Na política, isto é ainda mais relevante. Um simples erro pode levar a um ato de guerra.
2003, invasão do Iraque: Google translate e urânio nigeriano
28 de janeiro de 2003 George W. Bush, presidente dos Estados Unidos, dirigiu-se ao Congresso no seu Discurso sobre o Estado da União.. Durante a maior parte do seu longo discurso, ele apresentou as justificações para invadir o Iraque, afirmando com confiança que “o governo britânico tomou conhecimento de que Saddam Hussein tinha procurado obter, recentemente, grandes quantidades de urânio em África, para desenvolver uma bomba nuclear.
Alguns meses depois, os Estados Unidos, o Reino Unido, a Austrália e a Polónia invadiram o Iraque.
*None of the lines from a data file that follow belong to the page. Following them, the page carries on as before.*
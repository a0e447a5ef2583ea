//! 4×4 homogeneous transform matrices
//!
//! [`Matrix4`] represents an affine transform of 2D/3D space in homogeneous
//! coordinates. Storage is row-major (`data[row*4 + col] = M[row][col]`)
//! over the numeric backend's `Mat4` buffer, applied to column vectors
//! `(x, y, z, 1)`.
//!
//! Composition reads left to right: `a * b` means "apply `a`, then `b`",
//! so the stored product is `b · a`. The in-place operators (`translate`,
//! `rotate`, `scale`, `*=`) follow the same convention.

use std::fmt;
use std::ops::{Mul, MulAssign};

use lin_alg::f32::Mat4;
use serde::{Deserialize, Serialize};

use crate::error::{MatrixError, MatrixResult};
use crate::tuple::{Point2, Point3, Tuple, Vector2, Vector3};

/// A 4×4 homogeneous transformation matrix
///
/// Freshly constructed matrices are the identity. Factory constructors
/// build single-operation transforms; the mutating operators append further
/// operations in left-to-right application order and return `&mut Self`
/// for chaining. Clones are deep: no storage is shared between instances.
#[derive(Debug, Clone, Serialize, Deserialize)]
pub struct Matrix4 {
    /// Row-major buffer: data[row*4 + col] = M[row][col]
    #[serde(with = "crate::serde_helpers::mat4_serde")]
    mat: Mat4,
}

/// Row-major product `left · right`
fn multiply(left: &Mat4, right: &Mat4) -> Mat4 {
    let l = &left.data;
    let r = &right.data;
    let mut out = [0.0f32; 16];
    for row in 0..4 {
        for col in 0..4 {
            out[row * 4 + col] = l[row * 4] * r[col]
                + l[row * 4 + 1] * r[4 + col]
                + l[row * 4 + 2] * r[8 + col]
                + l[row * 4 + 3] * r[12 + col];
        }
    }
    Mat4 { data: out }
}

impl Matrix4 {
    /// Create a new identity matrix
    pub fn new() -> Self {
        Self::identity()
    }

    /// The identity matrix
    pub fn identity() -> Self {
        Self {
            mat: Mat4::new_identity(),
        }
    }

    /// Create a translation by `(x, y, z)`
    pub fn translation(x: f32, y: f32, z: f32) -> Self {
        let mut mat = Mat4::new_identity();
        // Translation lives in the last column: data[row*4 + 3]
        mat.data[3] = x;
        mat.data[7] = y;
        mat.data[11] = z;
        Self { mat }
    }

    /// Create a rotation of `angle` degrees about the axis `(x, y, z)`
    ///
    /// Counterclockwise when viewed from the positive axis toward the
    /// origin; the z-axis `(0, 0, 1)` gives the usual 2D rotation of the
    /// xy-plane. The axis is used exactly as given, not normalized, so
    /// callers wanting a pure rotation must pass a unit axis.
    pub fn rotation(angle: f32, x: f32, y: f32, z: f32) -> Self {
        let rad = angle.to_radians();

        // Rodrigues' rotation formula
        let c = rad.cos();
        let s = rad.sin();
        let t = 1.0 - c;

        let xx = x * x;
        let yy = y * y;
        let zz = z * z;
        let xy = x * y;
        let yz = y * z;
        let zx = z * x;
        let xs = x * s;
        let ys = y * s;
        let zs = z * s;

        let mut mat = Mat4::new_identity();
        // Row 0
        mat.data[0] = t * xx + c;
        mat.data[1] = t * xy - zs;
        mat.data[2] = t * zx + ys;
        // Row 1
        mat.data[4] = t * xy + zs;
        mat.data[5] = t * yy + c;
        mat.data[6] = t * yz - xs;
        // Row 2
        mat.data[8] = t * zx - ys;
        mat.data[9] = t * yz + xs;
        mat.data[10] = t * zz + c;
        // Row 3 is already [0, 0, 0, 1] from new_identity()

        Self { mat }
    }

    /// Create a non-uniform scale by `(x, y, z)`
    pub fn scaling(x: f32, y: f32, z: f32) -> Self {
        let mut mat = Mat4::new_identity();
        mat.data[0] = x;
        mat.data[5] = y;
        mat.data[10] = z;
        Self { mat }
    }

    /// Build a matrix from a row-major 16-float array
    pub fn from_array(data: [f32; 16]) -> Self {
        Self {
            mat: Mat4 { data },
        }
    }

    /// Export the storage as a row-major 16-float array
    pub fn as_array(&self) -> [f32; 16] {
        self.mat.data
    }

    /// A new matrix holding the inverse of this one
    ///
    /// Fails with [`MatrixError::Singular`] when the backend's inversion
    /// primitive reports that no inverse exists.
    pub fn inverse(&self) -> MatrixResult<Matrix4> {
        // Buffer inversion is interpretation-agnostic: inv(Mᵀ) = inv(M)ᵀ.
        let mat = self.mat.inverse().ok_or(MatrixError::Singular)?;
        Ok(Matrix4 { mat })
    }

    /// A new matrix holding the transpose of this one
    pub fn transpose(&self) -> Matrix4 {
        let d = &self.mat.data;
        let mut out = Mat4::new_identity();
        for row in 0..4 {
            for col in 0..4 {
                out.data[row * 4 + col] = d[col * 4 + row];
            }
        }
        Matrix4 { mat: out }
    }

    /// Element-wise comparison within a tolerance
    pub fn approx_eq(&self, other: &Matrix4, eps: f32) -> bool {
        self.mat
            .data
            .iter()
            .zip(other.mat.data.iter())
            .all(|(a, b)| (a - b).abs() < eps)
    }

    /// Check if this matrix is approximately the identity
    pub fn is_identity(&self) -> bool {
        self.approx_eq(&Matrix4::identity(), 1e-4)
    }

    /// Replace this matrix with its inverse
    ///
    /// On failure the receiver is left untouched.
    pub fn invert(&mut self) -> MatrixResult<&mut Self> {
        self.mat = self.mat.inverse().ok_or(MatrixError::Singular)?;
        Ok(self)
    }

    /// Append a translation by `(x, y, z)` to this transform
    pub fn translate(&mut self, x: f32, y: f32, z: f32) -> &mut Self {
        self.compose(&Matrix4::translation(x, y, z));
        self
    }

    /// Append a rotation of `angle` degrees about `(x, y, z)` to this
    /// transform
    ///
    /// Same axis handling as [`Matrix4::rotation`]: the axis is not
    /// normalized.
    pub fn rotate(&mut self, angle: f32, x: f32, y: f32, z: f32) -> &mut Self {
        self.compose(&Matrix4::rotation(angle, x, y, z));
        self
    }

    /// Append a scale by `(x, y, z)` to this transform
    pub fn scale(&mut self, x: f32, y: f32, z: f32) -> &mut Self {
        self.compose(&Matrix4::scaling(x, y, z));
        self
    }

    /// Append `next` to this transform
    ///
    /// The product goes into scratch storage before overwriting the
    /// receiver, so the receiver is never read and written in the same
    /// step.
    fn compose(&mut self, next: &Matrix4) {
        let tmp = multiply(&next.mat, &self.mat);
        self.mat = tmp;
    }

    /// Apply this transform to the homogeneous column `(x, y, z, 1)`
    ///
    /// Returns the first three output components; the w output is dropped,
    /// not divided through.
    pub fn transform(&self, x: f32, y: f32, z: f32) -> (f32, f32, f32) {
        let d = &self.mat.data;
        (
            d[0] * x + d[1] * y + d[2] * z + d[3],
            d[4] * x + d[5] * y + d[6] * z + d[7],
            d[8] * x + d[9] * y + d[10] * z + d[11],
        )
    }

    /// Transform a 2D point (lifted to `(x, y, 0, 1)`)
    pub fn transform_point2(&self, p: &Point2) -> Point2 {
        let (x, y, _) = self.transform(p.x, p.y, 0.0);
        Point2::new(x, y)
    }

    /// Transform a 2D vector (lifted to `(x, y, 0, 1)`)
    pub fn transform_vector2(&self, v: &Vector2) -> Vector2 {
        let (x, y, _) = self.transform(v.x, v.y, 0.0);
        Vector2::new(x, y)
    }

    /// Transform a 3D point
    pub fn transform_point3(&self, p: &Point3) -> Point3 {
        let (x, y, z) = self.transform(p.x, p.y, p.z);
        Point3::new(x, y, z)
    }

    /// Transform a 3D vector
    pub fn transform_vector3(&self, v: &Vector3) -> Vector3 {
        let (x, y, z) = self.transform(v.x, v.y, v.z);
        Vector3::new(x, y, z)
    }

    /// Transform any point/vector kind, returning the same kind
    pub fn transform_tuple(&self, value: &Tuple) -> Tuple {
        match value {
            Tuple::Point2(p) => Tuple::Point2(self.transform_point2(p)),
            Tuple::Vector2(v) => Tuple::Vector2(self.transform_vector2(v)),
            Tuple::Point3(p) => Tuple::Point3(self.transform_point3(p)),
            Tuple::Vector3(v) => Tuple::Vector3(self.transform_vector3(v)),
        }
    }

    /// Transform a raw component slice
    ///
    /// Accepts 2- and 3-component slices; anything else fails with
    /// [`MatrixError::UnsupportedComponents`].
    pub fn transform_components(&self, components: &[f32]) -> MatrixResult<Vec<f32>> {
        match components {
            &[x, y] => {
                let (tx, ty, _) = self.transform(x, y, 0.0);
                Ok(vec![tx, ty])
            }
            &[x, y, z] => {
                let (tx, ty, tz) = self.transform(x, y, z);
                Ok(vec![tx, ty, tz])
            }
            _ => Err(MatrixError::UnsupportedComponents(components.len())),
        }
    }
}

impl Default for Matrix4 {
    fn default() -> Self {
        Self::identity()
    }
}

impl Mul<&Matrix4> for &Matrix4 {
    type Output = Matrix4;

    /// `a * b` is "apply `a`, then `b`": the stored product is `b · a`
    fn mul(self, rhs: &Matrix4) -> Matrix4 {
        Matrix4 {
            mat: multiply(&rhs.mat, &self.mat),
        }
    }
}

impl Mul<Matrix4> for Matrix4 {
    type Output = Matrix4;

    fn mul(self, rhs: Matrix4) -> Matrix4 {
        &self * &rhs
    }
}

impl MulAssign<&Matrix4> for Matrix4 {
    fn mul_assign(&mut self, rhs: &Matrix4) {
        self.compose(rhs);
    }
}

impl MulAssign for Matrix4 {
    fn mul_assign(&mut self, rhs: Matrix4) {
        self.compose(&rhs);
    }
}

impl fmt::Display for Matrix4 {
    fn fmt(&self, f: &mut fmt::Formatter<'_>) -> fmt::Result {
        let d = &self.mat.data;
        for row in 0..4 {
            if row > 0 {
                writeln!(f)?;
            }
            write!(
                f,
                "[{}, {}, {}, {}]",
                d[row * 4],
                d[row * 4 + 1],
                d[row * 4 + 2],
                d[row * 4 + 3]
            )?;
        }
        Ok(())
    }
}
No entanto, como o mundo viria rapidamente a perceber, o Iraque não tinha armas de destruição em massa, nem nenhum programa nuclear e não tinha urânio de África, como inicialmente se pensava. O que George W. Bush declarou no discurso do Estado da União faltou à verdade. Então, como é que isso aconteceu?
De acordo com a jornalista vencedora do Prémio Pulitzer, Seymour M. Hersh, esta situação deveu-se, em parte, ao facto de “a CIA ter recebido recentemente dados que mostravam que, entre 1999 e 2001, o Iraque tinha tentado comprar cinco centenas de toneladas de óxido de urânio à Nigéria, um dos maiores produtores do mundo. (Lê o artigo completo, aqui.).
A Agência Central de Inteligência demorou mais de três semanas a traduzir e analisar os documentos que foram considerados altamente secretos e dados a conhecer apenas aos níveis mais altos dos governos americano e britânico em instalações seguras.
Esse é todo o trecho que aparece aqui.